Les constructions autour du marché de Ngagara initiées par l’administrateur communal, il y a plus d’une année, sont toujours là. Malgré les injonctions de la mairie et … de la Présidence. Accusé par les chefs de quartiers et le conseil communal de corruption, Désiré Gahungu parle de « lutte pour la propreté » dans sa commune. Édifiant.
La poussière vole, avec elle les mouches, mais rien n’y fait : les affaires doivent continuer dans cette ruelle occupée encore, il y a treize mois, par d’impressionnants amoncèlements d’ordures.
Nous sommes au marché de Ngagara. La chaleur estivale balaie les kiosques et containers entourant les façades est et nord de la place. A l’intérieur, personne ne se doute des joutes politiques qui entourent ces commerces. Et ce depuis plus d’une année.
Mais comment tout cela commence-t-il ? Par un étonnement matinal du chef du Département des recettes à la Mairie de Bujumbura, Patrice Ngomirakiza : « Le 10 avril 2012, vers 20 h du soir, des gens non identifiés ont installé une dizaine de conteneurs et kiosques tout le long de l’extérieur de la clôture du marché de Ngagara, sans demander l’autorisation à la Marie … » Dans cette missive écrite quatre jours après le début des chantiers nocturnes, le Maire d’ alors, Evrard Giswaswa, est interpellé pour « prendre les mesures urgentes à l’encontre de ces [mystérieux] gens afin d’éviter de frustrer et perturber les activités commerçantes qui occupent l’intérieur du marché. »
Aucun frein …
Deux jours après, le maire répond par l’affirmative, demandant à son chef de département de « procéder à l’enlèvement forcé endéans une semaine si les propriétaires ne veulent pas le faire de leur gré ». Sauf que … près de trois mois avant, le marché de Bujumbura avait été réduit en cendres et que des commerçants de la capitale étaient alors, marché après marché, à la recherche de places. Ainsi, non seulement la mesure ne sera jamais mise en application, mais les constructions de kiosques iront de plus belle.
Et rien n’y fait : ni le conseil communal de Ngagara qui dénonce « l’attribution et la construction illégale de ces kiosques et containers dans une place normalement réservée au dépôt des immondices », ni les chefs de quartiers de Ngagara qui, en mai 2012, s’adressent au ministre de l’Intérieur en sollicitant son intervention pour régler leur « mauvaise collaboration avec l’administrateur communal », ni rien, ni personne ne parvient à stopper la prolifération des constructions.
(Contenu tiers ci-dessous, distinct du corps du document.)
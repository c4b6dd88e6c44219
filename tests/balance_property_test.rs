//! Property-based tests for the site balance engine.

use chrono::{NaiveDate, Utc};
use proptest::prelude::*;
use rust_decimal::Decimal;
use sitebook_api::{
    entities::{
        advance::RecipientType,
        site::SiteStatus,
        site_invoice::{InvoiceStatus, PaymentBy},
    },
    models::{AdvancePurpose, AdvanceRecord, ExpenseRecord, FundsReceivedRecord, InvoiceRecord, SiteRecord},
    services::balance::{compute_site_summary, DebitPurposes, SiteLedger, SiteSummary},
};
use uuid::Uuid;

fn day() -> NaiveDate {
    NaiveDate::from_ymd_opt(2024, 6, 1).unwrap()
}

fn site(id: Uuid) -> SiteRecord {
    SiteRecord {
        id,
        name: "Riverside Block C".to_string(),
        location: "Nashik".to_string(),
        status: SiteStatus::Active,
        funds: Decimal::ZERO,
        supervisor_id: None,
        start_date: None,
        remarks: String::new(),
        created_at: Utc::now(),
        created_by: Uuid::nil(),
    }
}

// Amounts in paise, two decimal places like the money columns
fn amount_strategy() -> impl Strategy<Value = Decimal> {
    (0i64..50_000_000).prop_map(|paise| Decimal::new(paise, 2))
}

fn purpose_strategy() -> impl Strategy<Value = String> {
    prop_oneof![
        Just("ADVANCE".to_string()),
        Just("SAFETY_SHOES".to_string()),
        Just("TOOLS".to_string()),
        Just("OTHER".to_string()),
        Just("".to_string()),
        "[A-Z_]{3,12}",
    ]
}

fn ledger_strategy(site_id: Uuid) -> impl Strategy<Value = SiteLedger> {
    (
        prop::collection::vec(amount_strategy(), 0..8),
        prop::collection::vec((amount_strategy(), purpose_strategy()), 0..8),
        prop::collection::vec(amount_strategy(), 0..8),
        prop::collection::vec((amount_strategy(), any::<bool>()), 0..8),
    )
        .prop_map(move |(expenses, advances, funds, invoices)| SiteLedger {
            expenses: expenses
                .into_iter()
                .map(|amount| ExpenseRecord {
                    id: Uuid::new_v4(),
                    site_id,
                    category: "MATERIAL".to_string(),
                    description: String::new(),
                    amount,
                    expense_date: day(),
                    remarks: String::new(),
                    created_at: Utc::now(),
                    created_by: Uuid::nil(),
                })
                .collect(),
            advances: advances
                .into_iter()
                .map(|(amount, purpose)| AdvanceRecord {
                    id: Uuid::new_v4(),
                    site_id,
                    recipient_type: RecipientType::Worker,
                    recipient_name: "Ramesh".to_string(),
                    amount,
                    purpose: AdvancePurpose::from_code(&purpose),
                    advance_date: day(),
                    remarks: String::new(),
                    created_at: Utc::now(),
                    created_by: Uuid::nil(),
                })
                .collect(),
            funds_received: funds
                .into_iter()
                .map(|amount| FundsReceivedRecord {
                    id: Uuid::new_v4(),
                    site_id,
                    amount,
                    received_date: day(),
                    method: String::new(),
                    reference: String::new(),
                    remarks: String::new(),
                    created_at: Utc::now(),
                    created_by: Uuid::nil(),
                })
                .collect(),
            invoices: invoices
                .into_iter()
                .map(|(net_amount, by_supervisor)| InvoiceRecord {
                    id: Uuid::new_v4(),
                    site_id,
                    vendor_name: "Shree Traders".to_string(),
                    invoice_number: "INV-1".to_string(),
                    invoice_date: day(),
                    net_amount,
                    payment_by: if by_supervisor {
                        PaymentBy::Supervisor
                    } else {
                        PaymentBy::HeadOffice
                    },
                    status: InvoiceStatus::Pending,
                    remarks: String::new(),
                    created_at: Utc::now(),
                    created_by: Uuid::nil(),
                })
                .collect(),
        })
}

fn scenario() -> impl Strategy<Value = (Uuid, SiteLedger)> {
    Just(Uuid::new_v4()).prop_flat_map(|id| (Just(id), ledger_strategy(id)))
}

proptest! {
    #![proptest_config(ProptestConfig::with_cases(256))]

    #[test]
    fn advances_are_partitioned_between_buckets((site_id, ledger) in scenario()) {
        let summary = compute_site_summary(site_id, &[site(site_id)], &ledger, &DebitPurposes::default());
        let all_advances: Decimal = ledger.advances.iter().map(|a| a.amount).sum();
        prop_assert_eq!(summary.total_advances + summary.debits_to_worker, all_advances);
    }

    #[test]
    fn balance_identity_holds_exactly((site_id, ledger) in scenario()) {
        let summary = compute_site_summary(site_id, &[site(site_id)], &ledger, &DebitPurposes::default());
        prop_assert_eq!(
            summary.total_balance,
            summary.funds_received - summary.total_expenditure - summary.total_advances - summary.invoices_paid
        );
        prop_assert_eq!(summary.pending_invoices, Decimal::ZERO);
    }

    #[test]
    fn head_office_invoices_never_count((site_id, mut ledger) in scenario()) {
        let before = compute_site_summary(site_id, &[site(site_id)], &ledger, &DebitPurposes::default());
        ledger.invoices.retain(|invoice| invoice.payment_by == PaymentBy::Supervisor);
        let after = compute_site_summary(site_id, &[site(site_id)], &ledger, &DebitPurposes::default());
        prop_assert_eq!(before, after);
    }

    #[test]
    fn unknown_site_yields_zeros((site_id, ledger) in scenario()) {
        let other = Uuid::new_v4();
        let summary = compute_site_summary(other, &[site(site_id)], &ledger, &DebitPurposes::default());
        prop_assert_eq!(summary, SiteSummary::default());
    }
}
Personne, pas même le ministre de l’Eau, de l’Environnement, de l’Aménagement du territoire et de l’Urbanisme qui, en octobre 2012, se fend d’une lettre à l’administrateur communal de Ngagara pour lui demander d’arrêter les travaux de construction « sans délais ».
La Présidence s’en mêle
Mars 2013 : le cabinet civil à la Présidence de la République s’empare de l’affaire. Auparavant, une association de citoyens de Ngagara a écrit au président de la République pour lui faire part de la situation, soulignant que Désiré Gahungu a vendu plus de 67 espaces aux alentours du marché à raison de 2 millions de Fbu par unité.
Une Commission est nommée pour « enquêter et analyser la problématique de kiosques et containers autour du marché de Ngagara ». Dans le rapport qu’elle dresse, elle fait état, façade est, de 25 kiosques, dont 2 containers sur la clôture du marché, 2 kiosques et 5 containers sur la clôture du centre de santé, ainsi que 42 kiosques et 2 containers façade nord. Un commerçant hostile à cette aventure architecturale serait même mort assassiné, d’après le rapport.
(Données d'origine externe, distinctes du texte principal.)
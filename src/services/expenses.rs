use chrono::{NaiveDate, Utc};
use rust_decimal::Decimal;
use sea_orm::{
    ActiveModelTrait, ColumnTrait, DatabaseConnection, EntityTrait, QueryFilter, QueryOrder, Set,
};
use serde::{Deserialize, Serialize};
use std::sync::Arc;
use tracing::{info, instrument};
use utoipa::ToSchema;
use uuid::Uuid;
use validator::Validate;

use crate::{
    auth::AuthUser,
    cache::SummaryCache,
    entities::expense,
    errors::ServiceError,
    models::coerce::{self, validate_non_negative, validate_not_blank},
    models::ExpenseRecord,
    services::sites::authorize_site,
};

#[derive(Debug, Serialize, Deserialize, Validate, ToSchema)]
#[serde(deny_unknown_fields)]
pub struct CreateExpenseRequest {
    #[validate(length(min = 1, max = 100, message = "category is required"), custom = "validate_not_blank")]
    pub category: String,
    #[serde(default)]
    pub description: Option<String>,
    #[serde(deserialize_with = "coerce::deserialize_amount")]
    #[validate(custom = "validate_non_negative")]
    #[schema(value_type = String, example = "2000.00")]
    pub amount: Decimal,
    #[serde(deserialize_with = "coerce::deserialize_date")]
    pub expense_date: NaiveDate,
    #[serde(default)]
    pub remarks: Option<String>,
}

/// Expense fields that may change after creation; `site_id` is not one of them.
#[derive(Debug, Default, Serialize, Deserialize, Validate, ToSchema)]
#[serde(deny_unknown_fields)]
pub struct UpdateExpenseRequest {
    #[validate(length(min = 1, max = 100, message = "category must not be empty"), custom = "validate_not_blank")]
    pub category: Option<String>,
    pub description: Option<String>,
    #[serde(default, deserialize_with = "coerce::deserialize_optional_amount")]
    #[validate(custom = "validate_non_negative")]
    #[schema(value_type = Option<String>)]
    pub amount: Option<Decimal>,
    #[serde(default, deserialize_with = "coerce::deserialize_optional_date")]
    pub expense_date: Option<NaiveDate>,
    pub remarks: Option<String>,
}

#[derive(Clone)]
pub struct ExpenseService {
    db: Arc<DatabaseConnection>,
    cache: SummaryCache,
}

impl ExpenseService {
    pub fn new(db: Arc<DatabaseConnection>, cache: SummaryCache) -> Self {
        Self { db, cache }
    }

    #[instrument(skip(self, user, request))]
    pub async fn create(
        &self,
        user: &AuthUser,
        site_id: Uuid,
        request: CreateExpenseRequest,
    ) -> Result<ExpenseRecord, ServiceError> {
        request.validate()?;
        authorize_site(&*self.db, user, site_id).await?;

        let inserted = expense::ActiveModel {
            id: Set(Uuid::new_v4()),
            site_id: Set(site_id),
            category: Set(request.category.trim().to_string()),
            description: Set(coerce::non_blank(request.description)),
            amount: Set(request.amount),
            expense_date: Set(request.expense_date),
            remarks: Set(coerce::non_blank(request.remarks)),
            created_at: Set(Utc::now()),
            created_by: Set(user.user_id),
        }
        .insert(&*self.db)
        .await;
        // the row may be committed even when reading it back fails
        self.cache.invalidate(site_id).await;
        let model = inserted?;
        info!(expense_id = %model.id, %site_id, amount = %model.amount, "Expense recorded");
        Ok(model.into())
    }

    #[instrument(skip(self, user))]
    pub async fn list_for_site(
        &self,
        user: &AuthUser,
        site_id: Uuid,
    ) -> Result<Vec<ExpenseRecord>, ServiceError> {
        authorize_site(&*self.db, user, site_id).await?;

        let rows = expense::Entity::find()
            .filter(expense::Column::SiteId.eq(site_id))
            .order_by_desc(expense::Column::ExpenseDate)
            .all(&*self.db)
            .await?;
        Ok(rows.into_iter().map(ExpenseRecord::from).collect())
    }

    #[instrument(skip(self, user, request))]
    pub async fn update(
        &self,
        user: &AuthUser,
        expense_id: Uuid,
        request: UpdateExpenseRequest,
    ) -> Result<ExpenseRecord, ServiceError> {
        request.validate()?;

        let existing = expense::Entity::find_by_id(expense_id)
            .one(&*self.db)
            .await?
            .ok_or_else(|| ServiceError::not_found("Expense", expense_id))?;
        let site_id = existing.site_id;
        authorize_site(&*self.db, user, site_id).await?;

        let mut active: expense::ActiveModel = existing.into();
        if let Some(category) = request.category {
            active.category = Set(category.trim().to_string());
        }
        if request.description.is_some() {
            active.description = Set(coerce::non_blank(request.description));
        }
        if let Some(amount) = request.amount {
            active.amount = Set(amount);
        }
        if let Some(expense_date) = request.expense_date {
            active.expense_date = Set(expense_date);
        }
        if request.remarks.is_some() {
            active.remarks = Set(coerce::non_blank(request.remarks));
        }

        let updated = active.update(&*self.db).await;
        self.cache.invalidate(site_id).await;
        let updated = updated?;
        Ok(updated.into())
    }
}

#[cfg(test)]
mod tests {
    use super::*;
    use rust_decimal_macros::dec;
    use serde_json::json;

    #[test]
    fn create_request_coerces_amount_and_date() {
        let request: CreateExpenseRequest = serde_json::from_value(json!({
            "category": "cement",
            "amount": "2000",
            "expense_date": "2024-04-01"
        }))
        .unwrap();
        assert_eq!(request.amount, dec!(2000));
        assert!(request.validate().is_ok());
    }

    #[test]
    fn negative_amount_is_rejected() {
        let request: CreateExpenseRequest = serde_json::from_value(json!({
            "category": "sand",
            "amount": -5,
            "expense_date": "2024-04-01"
        }))
        .unwrap();
        let err: ServiceError = request.validate().unwrap_err().into();
        assert_eq!(
            err.to_string(),
            "Validation error: amount: amount must not be negative"
        );
    }

    #[test]
    fn update_payload_cannot_move_expense_between_sites() {
        let err = serde_json::from_value::<UpdateExpenseRequest>(json!({
            "site_id": Uuid::new_v4(),
            "amount": 10
        }))
        .unwrap_err();
        assert!(err.to_string().contains("unknown field `site_id`"));
    }
}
Et les conséquences de ces constructions sont citées : « Les échoppes et emplacements de l’intérieur du marché sont délaissés au profit de l’extérieur [car plus facilement accessible], l’insécurité du marché et des alentours, la violation du domaine public, les difficultés d’intervenir en cas d’incendie, des pertes au niveau des recettes municipales, la violation des normes des marchés …» Pour cette commission, le marché de Ngagara aura été par ailleurs « un site d’escroquerie et de corruption » : son rapport souligne que la liste des propriétaires ne correspond pas au nombre des kiosques et containers identifiés, car certains propriétaires ne sont pas encore enregistrés et identifiés par le commissaire du marché. Des chiffres intéressants sont soulignés : le coût d’un kiosque est parti de 800.000 Fbu à 2,5millions de Fbu, des sommes collectées et gérées à la discrétion de l’administrateur communal …
S’appuyant sur les recommandations de cette Commission, le chef du Cabinet civil adjoint à la Présidence demande au ministre de la Justice d’informer la Cour anti corruption pour qu’elle instruise, contre Désiré Gahungu, un dossier de corruption et d’en tirer les conclusions qui s’imposent.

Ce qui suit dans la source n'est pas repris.